Repeat the listing that comes next, leaving nothing out and changing nothing.

• [Information shown]:
.....

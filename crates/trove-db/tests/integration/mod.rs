pub mod common;
mod product_tests;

.....

• [Written solution]:
filename crates/trove-db/tests/integration/mod.rs
pub mod common;
mod product_tests;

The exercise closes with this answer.